Before intellectualization assigned pre-judging things a bad rap, the instinctual response was the best way of staying alive on the primordial savannah. If you took the time to deliberate about the possibility that the approaching presence might be a friend or a predator, you were unlikely to get to the end of your deliberation before its jaws crushed your skull like a ripe melon. Either you charged or you ran for your life. The intuitional response was a lifesaver; unless of course you intuit to run in the wrong direction and end up going off an unseen precipitous cliff. If we subscribe to Darwin’s theory of evolution and natural selection, it is only natural to conclude that those who made the intuitive break away from the nearest predator were more likely to survive to reproduce, even if some of them went over the cliff. Those who stood still, considering the possibilities while the predator drew ever nearer were not available to reproduce. In the first instance, the continual re-occurrence of survival eventually turned the epigenetically generated DNA sequences turned into consistently transferred genetic codes that favored intuitive thinking and action over delivery and sedentary approaches.
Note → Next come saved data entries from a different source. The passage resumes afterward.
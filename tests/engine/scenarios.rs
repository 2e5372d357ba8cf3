//! Fixpoint scenarios
//!
//! Tests the round structure, stratum contents, idempotence and axiom
//! handling of the reasoner.

use strata_engine::{Reasoner, apply_axioms, apply_rules};
use strata_foundation::Triple;
use strata_language::parse_facts;
use strata_storage::GraphStore;

use crate::{PREFIX, ex, facts_in, rdf_type, rules, run, store_with};

// =============================================================================
// Round Structure
// =============================================================================

#[test]
fn single_rule_derives_one_stratum() {
    let (mut store, base) = store_with("(ex:alice rdf:type ex:Employee)");
    let rules = rules("[r: (?x rdf:type ex:Employee) -> (?x rdf:type ex:Person)]");

    let mut reasoner = Reasoner::new();
    let strata = reasoner.apply_rules(&mut store, base, base, &rules).unwrap();

    assert_eq!(strata.len(), 1);
    assert_eq!(
        facts_in(&store, strata[0]),
        vec![Triple::new(ex("alice"), rdf_type(), ex("Person"))]
    );
    // Round 2 derived nothing and its graph is gone.
    assert_eq!(reasoner.stats().rounds, 2);
    assert!(store.find_graph(&"urn:base#stratum-2".into()).is_none());
}

#[test]
fn chained_rules_take_one_stratum_each() {
    let (mut store, base) = store_with("(ex:x rdf:type ex:A)");
    let rules = rules(
        "[ab: (?x rdf:type ex:A) -> (?x rdf:type ex:B)]
         [bc: (?x rdf:type ex:B) -> (?x rdf:type ex:C)]",
    );

    let strata = apply_rules(&mut store, base, base, &rules).unwrap();

    assert_eq!(strata.len(), 2);
    assert_eq!(
        facts_in(&store, strata[0]),
        vec![Triple::new(ex("x"), rdf_type(), ex("B"))]
    );
    assert_eq!(
        facts_in(&store, strata[1]),
        vec![Triple::new(ex("x"), rdf_type(), ex("C"))]
    );
}

#[test]
fn derived_facts_are_not_matched_in_the_round_that_made_them() {
    // Both rules could fire in one round if staged facts were visible.
    let (mut store, base) = store_with("(ex:x rdf:type ex:A)");
    let rules = rules(
        "[ab: (?x rdf:type ex:A) -> (?x rdf:type ex:B)]
         [bc: (?x rdf:type ex:B) -> (?x rdf:type ex:C)]",
    );
    let strata = apply_rules(&mut store, base, base, &rules).unwrap();
    assert_eq!(store.len(strata[0]).unwrap(), 1);
}

#[test]
fn transitive_closure_layers_by_path_length() {
    let (mut store, base) =
        store_with("(ex:a ex:lt ex:b) (ex:b ex:lt ex:c) (ex:c ex:lt ex:d) (ex:d ex:lt ex:e)");
    let rules = rules("[trans: (?x ex:lt ?y) (?y ex:lt ?z) -> (?x ex:lt ?z)]");

    let strata = apply_rules(&mut store, base, base, &rules).unwrap();

    let sizes: Vec<_> = strata.iter().map(|g| store.len(*g).unwrap()).collect();
    // Paths of length 2, then 3 and 4.
    assert_eq!(sizes, vec![3, 3]);
    let total: usize = sizes.iter().sum();
    assert_eq!(total, 6);
}

#[test]
fn empty_rule_set_creates_no_strata() {
    let (mut store, base) = store_with("(ex:a ex:p ex:b)");
    let strata = apply_rules(&mut store, base, base, &rules("")).unwrap();
    assert!(strata.is_empty());
    assert_eq!(store.graphs().len(), 1);
}

// =============================================================================
// Idempotence and Duplicates
// =============================================================================

#[test]
fn second_run_derives_nothing_and_numbers_continue() {
    let (mut store, base) = store_with("(ex:a ex:lt ex:b) (ex:b ex:lt ex:c)");
    let rules = rules("[trans: (?x ex:lt ?y) (?y ex:lt ?z) -> (?x ex:lt ?z)]");

    let mut reasoner = Reasoner::new();
    assert_eq!(run(&mut reasoner, &mut store, base, &rules).len(), 1);
    let before = store.total_len();
    assert!(run(&mut reasoner, &mut store, base, &rules).is_empty());
    assert_eq!(store.total_len(), before);

    // New input lands in the next stratum number.
    let extra = parse_facts(&format!("{PREFIX}(ex:c ex:lt ex:d)")).unwrap();
    store.insert_all(base, &extra).unwrap();
    let strata = run(&mut reasoner, &mut store, base, &rules);
    assert_eq!(
        store.graph_name(strata[0]).unwrap().as_str(),
        "urn:base#stratum-2"
    );
}

#[test]
fn facts_already_known_are_suppressed() {
    let (mut store, base) = store_with("(ex:a ex:p ex:b) (ex:b ex:q ex:a)");
    let rules = rules(
        "[flip: (?x ex:p ?y) -> (?y ex:q ?x)]
         [also: (?x ex:p ?y) -> (?y ex:r ?x)]
         [same: (?x ex:p ?y) -> (?y ex:r ?x)]",
    );

    let mut reasoner = Reasoner::new();
    let strata = reasoner.apply_rules(&mut store, base, base, &rules).unwrap();

    assert_eq!(strata.len(), 1);
    assert_eq!(
        facts_in(&store, strata[0]),
        vec![Triple::new(ex("b"), ex("r"), ex("a"))]
    );
    // One from flip (already in base), one from same (staged by also).
    assert_eq!(reasoner.stats().duplicates_suppressed, 2);
    assert_eq!(reasoner.stats().facts_derived, 1);
}

// =============================================================================
// Axioms
// =============================================================================

#[test]
fn axiom_already_in_base_is_not_inserted() {
    let (mut store, base) = store_with("(ex:schema rdf:type ex:Root)");
    let rules = rules("-> (ex:schema rdf:type ex:Root) .");

    assert_eq!(apply_axioms(&mut store, base, &rules).unwrap(), 0);
    assert!(store.find_graph(&"urn:base#axioms".into()).is_none());
    assert_eq!(store.total_len(), 1);
}

#[test]
fn axioms_feed_the_first_round() {
    let (mut store, base) = store_with("");
    let rules = rules(
        "-> (ex:Manager rdfs:subClassOf ex:Employee) .
         -> (ex:ann rdf:type ex:Manager) .
         [sub: (?x rdf:type ?c) (?c rdfs:subClassOf ?d) -> (?x rdf:type ?d)]",
    );

    let mut reasoner = Reasoner::new();
    let strata = run(&mut reasoner, &mut store, base, &rules);

    let axioms = store.find_graph(&"urn:base#axioms".into()).unwrap();
    assert_eq!(store.len(axioms).unwrap(), 2);
    assert_eq!(
        facts_in(&store, strata[0]),
        vec![Triple::new(ex("ann"), rdf_type(), ex("Employee"))]
    );
}

#[test]
fn axioms_take_precedence_over_rule_derivations() {
    // The rule would derive the axiom fact; asserting axioms first keeps
    // it out of every stratum.
    let (mut store, base) = store_with("(ex:x rdf:type ex:A)");
    let rules = rules(
        "-> (ex:x rdf:type ex:B) .
         [ab: (?x rdf:type ex:A) -> (?x rdf:type ex:B)]",
    );

    let mut reasoner = Reasoner::new();
    let strata = run(&mut reasoner, &mut store, base, &rules);

    assert!(strata.is_empty());
    assert_eq!(reasoner.stats().duplicates_suppressed, 1);
    assert_eq!(reasoner.stats().axioms_asserted, 1);
}

#[test]
fn axioms_derived_earlier_are_not_reasserted() {
    let (mut store, base) = store_with("(ex:x rdf:type ex:A)");
    let derive = rules("[ab: (?x rdf:type ex:A) -> (?x rdf:type ex:B)]");
    apply_rules(&mut store, base, base, &derive).unwrap();

    let axiom = rules("-> (ex:x rdf:type ex:B) .");
    assert_eq!(apply_axioms(&mut store, base, &axiom).unwrap(), 0);
}

#[test]
fn multi_triple_axiom_heads_insert_each_fact() {
    let (mut store, base) = store_with("");
    let rules = rules("[both: -> (ex:a ex:p ex:b) (ex:b ex:p ex:c)]");
    assert_eq!(apply_axioms(&mut store, base, &rules).unwrap(), 2);
}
This kind of genetic transfer is never likely to occur with 100% consistency in any population. But it is possible that certain populations will carry and actualize the genetic code in a plurality and even in a majority of cases.
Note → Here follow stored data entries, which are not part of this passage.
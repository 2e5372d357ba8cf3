//! Multi-hop "why" queries over derivation records.
//!
//! # Example
//!
//! ```text
//! :why ex:a ex:ancestor ex:c
//! (ex:a ex:ancestor ex:c)  [ancestor-trans, round 2]
//!   (ex:a ex:parent ex:b)  [given]
//!   (ex:b ex:ancestor ex:c)  [ancestor-base, round 1]
//!     (ex:b ex:parent ex:c)  [given]
//! ```

use std::fmt::Write;

use strata_engine::{DerivationRecord, ProvenanceTracker};
use strata_foundation::Triple;
use strata_language::{format_node, format_triple, PrefixMap};

// =============================================================================
// Origin
// =============================================================================

/// Where a fact in an explanation came from.
#[derive(Clone, Debug, PartialEq, Eq)]
pub enum Origin {
    /// Derived by a rule in a given round.
    Derived(DerivationRecord),
    /// Asserted by an axiom rule.
    Axiom(DerivationRecord),
    /// No record: the fact was loaded as data, or provenance was off.
    Given,
}

impl Origin {
    fn from_record(record: Option<&DerivationRecord>) -> Self {
        match record {
            Some(r) if r.is_axiom() => Self::Axiom(r.clone()),
            Some(r) => Self::Derived(r.clone()),
            None => Self::Given,
        }
    }

    /// Returns the derivation record, if any.
    #[must_use]
    pub fn record(&self) -> Option<&DerivationRecord> {
        match self {
            Self::Derived(r) | Self::Axiom(r) => Some(r),
            Self::Given => None,
        }
    }
}

// =============================================================================
// Explanation
// =============================================================================

/// A derivation tree rooted at one fact.
#[derive(Clone, Debug)]
pub struct Explanation {
    /// The explained fact.
    pub fact: Triple,

    /// How the fact came to be.
    pub origin: Origin,

    /// Explanations of the premises, in body order.
    pub premises: Vec<Explanation>,

    /// True if the depth limit cut off further premises.
    pub truncated: bool,
}

impl Explanation {
    /// Returns the rule that derived the fact, if any.
    #[must_use]
    pub fn rule(&self) -> Option<&str> {
        self.origin.record().map(|r| r.rule.as_str())
    }

    /// Returns the round the fact was derived in, if any.
    #[must_use]
    pub fn round(&self) -> Option<u32> {
        self.origin.record().map(|r| r.round)
    }

    /// Returns true if the fact has a derivation record.
    #[must_use]
    pub fn found(&self) -> bool {
        self.origin != Origin::Given
    }

    /// Returns the depth of the tree (1 for a leaf).
    #[must_use]
    pub fn depth(&self) -> usize {
        1 + self.premises.iter().map(Explanation::depth).max().unwrap_or(0)
    }

    /// Renders the tree as indented text, one fact per line.
    #[must_use]
    pub fn render(&self, prefixes: Option<&PrefixMap>) -> String {
        let mut out = String::new();
        self.render_into(&mut out, 0, prefixes);
        out
    }

    fn render_into(&self, out: &mut String, indent: usize, prefixes: Option<&PrefixMap>) {
        let pad = "  ".repeat(indent);
        let origin = match &self.origin {
            Origin::Derived(r) => format!("{}, round {}", r.rule, r.round),
            Origin::Axiom(r) => format!("axiom {}", r.rule),
            Origin::Given => "given".to_string(),
        };
        let _ = writeln!(out, "{pad}{}  [{origin}]", format_triple(&self.fact, prefixes));

        if let Some(bindings) = self.origin.record().and_then(|r| r.bindings.as_ref()) {
            let shown: Vec<_> = bindings
                .iter()
                .map(|(name, node)| format!("{name}={}", format_node(node, prefixes)))
                .collect();
            let _ = writeln!(out, "{pad}  with {}", shown.join(", "));
        }

        for premise in &self.premises {
            premise.render_into(out, indent + 1, prefixes);
        }
        if self.truncated {
            let _ = writeln!(out, "{pad}  ...");
        }
    }
}

// =============================================================================
// Why Query
// =============================================================================

/// Performs "why" queries against a provenance tracker.
pub struct WhyQuery<'a> {
    tracker: &'a ProvenanceTracker,
}

impl<'a> WhyQuery<'a> {
    /// Creates a new why query against the given tracker.
    #[must_use]
    pub fn new(tracker: &'a ProvenanceTracker) -> Self {
        Self { tracker }
    }

    /// Single-hop answer: the record of the rule that derived `fact`.
    #[must_use]
    pub fn why(&self, fact: &Triple) -> Option<&'a DerivationRecord> {
        self.tracker.why(fact)
    }

    /// Builds the derivation tree of `fact` down to `depth` levels.
    ///
    /// Depth 0 returns just the root with no premises expanded.
    #[must_use]
    pub fn why_depth(&self, fact: &Triple, depth: usize) -> Explanation {
        let record = self.tracker.why(fact);
        let origin = Origin::from_record(record);
        let premises = record.map(|r| r.premises.as_slice()).unwrap_or_default();

        if depth == 0 {
            return Explanation {
                fact: fact.clone(),
                origin,
                truncated: !premises.is_empty(),
                premises: Vec::new(),
            };
        }

        Explanation {
            fact: fact.clone(),
            origin,
            premises: premises
                .iter()
                .map(|p| self.why_depth(p, depth - 1))
                .collect(),
            truncated: false,
        }
    }

    /// Lists every fact a rule produced, ordered by round.
    #[must_use]
    pub fn produced_by(&self, rule: &str) -> Vec<&'a Triple> {
        self.tracker
            .facts_by_rule(rule)
            .into_iter()
            .map(|(fact, _)| fact)
            .collect()
    }
}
In 2013, on the cover it its 125th anniversary issue, National Geographic Magazine posed the question: Why do we EXPLORE? The answer, in part was DNA. Apparently, populations which are known for extensive explorations (Micronesian Natives, for one, come to mind; along with Spaniards, Portuguese, Dutch, English, French, Americans, and Vikings to mention notable others) possess a greater likelihood to inherit a particular variant of a gene named DRD4. The conversation which the National Geographic made popular was further expanded upon by Tom Cheshire in his 2013 book The Explorer Gene: How Three Generations of One Family Went Higher, Deeper, and Further Than Any Before about the Piccard family, which did exactly that.